Instructions for the task => Wherever "filename" appears in a line of the listing, report that line.

***** Extracted records

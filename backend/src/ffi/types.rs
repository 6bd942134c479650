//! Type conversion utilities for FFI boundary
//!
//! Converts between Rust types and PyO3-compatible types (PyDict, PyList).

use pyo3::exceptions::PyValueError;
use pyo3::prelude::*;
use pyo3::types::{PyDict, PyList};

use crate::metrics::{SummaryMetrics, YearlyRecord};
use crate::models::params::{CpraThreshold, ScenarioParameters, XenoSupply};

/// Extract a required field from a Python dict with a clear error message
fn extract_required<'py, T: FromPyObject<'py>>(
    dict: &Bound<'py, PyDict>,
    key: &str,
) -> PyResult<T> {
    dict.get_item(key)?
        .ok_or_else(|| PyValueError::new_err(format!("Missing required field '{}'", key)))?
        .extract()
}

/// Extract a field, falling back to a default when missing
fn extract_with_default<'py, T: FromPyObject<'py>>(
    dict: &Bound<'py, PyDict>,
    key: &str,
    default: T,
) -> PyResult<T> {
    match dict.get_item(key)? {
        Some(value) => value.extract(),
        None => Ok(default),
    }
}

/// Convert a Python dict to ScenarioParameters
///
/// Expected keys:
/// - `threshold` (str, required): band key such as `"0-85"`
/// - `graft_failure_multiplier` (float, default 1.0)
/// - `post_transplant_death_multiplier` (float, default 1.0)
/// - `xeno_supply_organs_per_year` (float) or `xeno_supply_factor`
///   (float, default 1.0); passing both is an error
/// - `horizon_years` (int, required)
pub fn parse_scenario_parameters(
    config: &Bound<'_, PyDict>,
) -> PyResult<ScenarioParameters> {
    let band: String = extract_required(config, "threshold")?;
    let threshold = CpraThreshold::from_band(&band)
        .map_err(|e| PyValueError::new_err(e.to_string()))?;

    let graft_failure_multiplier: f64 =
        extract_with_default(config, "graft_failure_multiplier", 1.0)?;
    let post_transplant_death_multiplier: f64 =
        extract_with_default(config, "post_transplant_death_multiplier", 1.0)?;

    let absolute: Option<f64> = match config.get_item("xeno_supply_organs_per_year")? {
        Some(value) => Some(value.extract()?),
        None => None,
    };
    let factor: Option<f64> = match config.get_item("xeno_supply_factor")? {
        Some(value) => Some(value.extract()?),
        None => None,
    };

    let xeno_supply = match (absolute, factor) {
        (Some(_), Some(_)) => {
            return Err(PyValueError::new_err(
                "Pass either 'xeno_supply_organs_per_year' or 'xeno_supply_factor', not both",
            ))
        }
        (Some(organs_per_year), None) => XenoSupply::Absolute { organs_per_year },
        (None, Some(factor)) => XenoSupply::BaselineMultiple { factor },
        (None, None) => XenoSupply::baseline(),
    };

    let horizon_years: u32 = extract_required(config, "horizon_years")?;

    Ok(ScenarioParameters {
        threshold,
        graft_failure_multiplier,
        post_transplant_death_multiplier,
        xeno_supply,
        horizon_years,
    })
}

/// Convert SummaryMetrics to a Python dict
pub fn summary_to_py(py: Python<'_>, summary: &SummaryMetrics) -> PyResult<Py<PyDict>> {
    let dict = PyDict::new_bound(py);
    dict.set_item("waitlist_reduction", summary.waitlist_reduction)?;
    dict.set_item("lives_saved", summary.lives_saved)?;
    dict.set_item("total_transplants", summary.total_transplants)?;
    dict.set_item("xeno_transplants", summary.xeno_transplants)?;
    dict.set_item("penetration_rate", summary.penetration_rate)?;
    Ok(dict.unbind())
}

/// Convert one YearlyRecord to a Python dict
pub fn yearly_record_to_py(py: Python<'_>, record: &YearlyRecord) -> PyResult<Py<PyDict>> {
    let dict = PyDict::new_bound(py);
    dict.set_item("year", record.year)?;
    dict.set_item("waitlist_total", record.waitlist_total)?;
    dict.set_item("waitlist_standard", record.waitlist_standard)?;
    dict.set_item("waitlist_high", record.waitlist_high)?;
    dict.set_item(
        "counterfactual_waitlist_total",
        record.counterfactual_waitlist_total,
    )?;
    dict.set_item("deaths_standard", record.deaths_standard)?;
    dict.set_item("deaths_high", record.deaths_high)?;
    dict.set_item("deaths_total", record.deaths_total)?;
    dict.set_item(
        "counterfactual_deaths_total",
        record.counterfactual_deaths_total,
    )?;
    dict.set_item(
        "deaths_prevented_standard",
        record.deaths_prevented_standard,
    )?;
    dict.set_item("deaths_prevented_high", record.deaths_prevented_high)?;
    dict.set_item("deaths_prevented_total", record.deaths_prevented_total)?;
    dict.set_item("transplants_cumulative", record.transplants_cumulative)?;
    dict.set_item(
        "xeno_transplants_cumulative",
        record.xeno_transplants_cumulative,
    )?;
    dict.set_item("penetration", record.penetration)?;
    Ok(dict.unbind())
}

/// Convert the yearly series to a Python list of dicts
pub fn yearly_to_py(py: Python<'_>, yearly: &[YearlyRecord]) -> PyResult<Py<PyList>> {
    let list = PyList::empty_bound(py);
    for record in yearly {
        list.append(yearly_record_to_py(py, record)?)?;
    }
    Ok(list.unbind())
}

**********
***** Extracted records

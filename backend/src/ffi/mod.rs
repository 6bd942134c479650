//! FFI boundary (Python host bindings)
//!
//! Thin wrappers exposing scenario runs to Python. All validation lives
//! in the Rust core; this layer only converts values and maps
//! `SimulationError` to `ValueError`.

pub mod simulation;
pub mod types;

**********

Response to the exercise =>
filename backend/src/ffi/types.rs
filename backend/src/ffi/mod.rs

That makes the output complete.